Remark: Covered Tag Size and Division of Address Bits which was inadvertently omitted.

Controler Time

Not much to say. It is typically small. We will use 0ms (i.e., ignore this time).

Queuing Delays

This can be the largest component, but we will ignore it since it is not a function of the architecture, but rather of the load and OS.

Dependability, Reliability, and Availability

Reliability measures the length of time during which services is continuously delivered as expected.

An example reliability measure is mean time to failure (MTTF), which measures the average length of time that the system is delivering service as expected. Bigger values are better.

Another important measure is mean time to repair (MTTR), which measures how long the system is not delivering service as expected. Smaller values are better.

Finally we have mean time between failures (MTBF).
MTBF = MTTF + MTTR

One might think that having a large MTBF is good, but that is not necessarily correct. Consider a system with a certain MTBF and simply have the repair center deliberately add an extra 1 hour to the repair time and poof the MTBF goes up by one hour!

RAID

The acronym was coined by Patterson and his students. It stands for Redundant Array of Inexpensive Disks. Now it is often redefined as Redundant Array of Independent Disks.

RAID comes in several flavors often called levels.

No Redundancy (RAID 0)

The base, non-RAID, case from which the others are built.

Mirroring (RAID 1)

Two disks containing the same content.

• You read from either; in particular concurrent reads of different blocks are possible.
• You a block write to both disks, possibly concurrently.
• The storage overhead is 100%, i.e. the required storage is doubled.

Error Detecting and Correcting Code (RAID 2)

Often called ECC (error correcting code or error checking and correcting code). Widely used in RAM, not used in RAID.

Bit-Interleaved Parity (RAID 3)

Normally byte-interleaved or several-byte-interleaved. For most applications, RAID 4 is better.

Block-Interleaved Parity (RAID 4)

Striping a.k.a. Interleaving

To increase performance, rather than reliability and availability, it is a good idea to stripe or interleave blocks across several disks. In this scheme block n is stored on disk n mod k, where k is the number of disks. The quotient n/k is called the stripe number. For example, if there are 4 disks, stripe number 0 (the first stripe) consists of block 0, which is stored on disk 0, block 1 stored on 1, block 2 stored on 2, and block 3 stored on 3. Stripe 1 (like all stripes in this example) also contains 4 blocks. The first one is block 4, which is stored on disk 0.
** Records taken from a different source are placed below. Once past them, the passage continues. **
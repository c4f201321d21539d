//! Raw-to-canonical listing conversion.
//!
//! A raw listing survives normalization only if it carries a title and
//! a URL; everything else degrades to an empty field. Malformed
//! records are dropped and counted, never allowed to abort a batch.

use ajh_core::{phrase, BoardId, CanonicalListing};
use serde::{Deserialize, Serialize};
use thiserror::Error;

use crate::RawListing;

#[derive(Debug, Error, PartialEq)]
pub enum MalformedListing {
    #[error("listing from {0} has no title")]
    MissingTitle(BoardId),
    #[error("listing from {0} has no url")]
    MissingUrl(BoardId),
    #[error("listing has no source board")]
    MissingSource,
}

/// Phrases that mark a listing as remote-friendly. Scanned over the
/// location, title, and description.
#[derive(Debug, Clone)]
pub struct Normalizer {
    remote_phrases: Vec<String>,
}

impl Default for Normalizer {
    fn default() -> Self {
        Self {
            remote_phrases: [
                "remote",
                "work from home",
                "work-from-home",
                "wfh",
                "anywhere in australia",
            ]
            .iter()
            .map(|s| s.to_string())
            .collect(),
        }
    }
}

#[derive(Debug, Clone, Default, PartialEq, Serialize, Deserialize)]
pub struct NormalizeOutcome {
    pub listings: Vec<CanonicalListing>,
    pub dropped: usize,
}

impl Normalizer {
    pub fn new(remote_phrases: Vec<String>) -> Self {
        Self { remote_phrases }
    }

    pub fn normalize(&self, raw: RawListing) -> Result<CanonicalListing, MalformedListing> {
        let source = raw.source.ok_or(MalformedListing::MissingSource)?;
        let title = clean_text(raw.title)
            .ok_or_else(|| MalformedListing::MissingTitle(source.clone()))?;
        let url =
            clean_text(raw.url).ok_or_else(|| MalformedListing::MissingUrl(source.clone()))?;

        let company = clean_text(raw.company).unwrap_or_default();
        let location = clean_text(raw.location).unwrap_or_default();
        let description = clean_text(raw.description).unwrap_or_default();
        let salary_text = clean_text(raw.salary_text).filter(|s| !is_placeholder(s));

        let haystack = phrase::fold(&format!("{location} {title} {description}"));
        let is_remote = self
            .remote_phrases
            .iter()
            .any(|p| phrase::contains_phrase(&haystack, p));

        Ok(CanonicalListing {
            title,
            company,
            location,
            description,
            date_posted: raw.date_posted,
            salary_text,
            is_remote,
            source,
            url,
        })
    }

    /// Normalize a whole parse batch, counting the drops.
    pub fn normalize_batch(&self, raws: Vec<RawListing>) -> NormalizeOutcome {
        let mut outcome = NormalizeOutcome::default();
        for raw in raws {
            match self.normalize(raw) {
                Ok(listing) => outcome.listings.push(listing),
                Err(_) => outcome.dropped += 1,
            }
        }
        outcome
    }
}

pub fn normalize(raw: RawListing) -> Result<CanonicalListing, MalformedListing> {
    Normalizer::default().normalize(raw)
}

pub fn normalize_batch(raws: Vec<RawListing>) -> NormalizeOutcome {
    Normalizer::default().normalize_batch(raws)
}

fn clean_text(value: Option<String>) -> Option<String> {
    let trimmed = value?.trim().to_string();
    if trimmed.is_empty() {
        None
    } else {
        Some(trimmed)
    }
}

/// Serialized not-a-value markers some board payloads leak through.
fn is_placeholder(value: &str) -> bool {
    matches!(
        value.to_ascii_lowercase().as_str(),
        "nan" | "none" | "null" | "n/a" | "undefined"
    )
}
Striping is especially good if one is accessing full stripes in which case all the blocks in the stripe can be read concurrently.

RAID 4

RAID 4 combines striping and parity. In addition to the k so-called data disks used in striping, one has a single parity disk that contains the parity of the stripe.

Consider all k data blocks in one stripe. Extend this stripe to k+1 blocks by including the corresponding block on the parity disk. The block on the parity disk is calculated as the bitwise exclusive OR of the k data blocks.

Thus a stripe contains k data blocks and one parity block, which is the exclusive OR of the data blocks.

The great news is that any block in the stripe, parity or data, is the exclusive OR of the other k. This means we can survive the failure of any one disk.

For example, let k=4 and let the data blocks be A, B, C, and D.

1. If the parity disk fails, we can easily recreate it since, by definition, the parity block for this stripe is
         A ⊕ B ⊕ C ⊕ D
   which is the exclusive OR of the other blocks.
2. If a data disk fails, we can again recreate it since, by the commutative and associative properties of XOR,
       A ⊕ B ⊕ C ⊕ the parity block = A ⊕ B ⊕ C ⊕ (A ⊕ B ⊕ C ⊕ D) = D
   and again the missing block is the exclusive OR of the remaining blocks.

Properties of RAID 4.

• The storage overhead is 1/k.
• ONE failure can be tolerated.
• Failure means detectable failure (disks are good at this).
• A bad disk can be recreated from the remaining disks (and RAID controllers do this on line).
• In normal operation (i.e., all disks good), reads are not affected by the redundancy. In this respect RAID 4 is just like striping.
• When writing a full stripe, the system calculates the new parity block from the new data blocks and writes the entire stripe.
• When writing a single block, RAID 4 performs poorly since it must read additional blocks to determine the new parity.
  • One way would be to read the remaining k-1 data blocks and calculate the parity as usual.
  • There is a better (slightly clever) way.
  • If block A is to be changed to A', just read (the old) A and the old parity P. The new parity is
          A ⊕ A' ⊕ P
    
• All writes require reading and writing the parity disk, which becomes a bottleneck and motivates ...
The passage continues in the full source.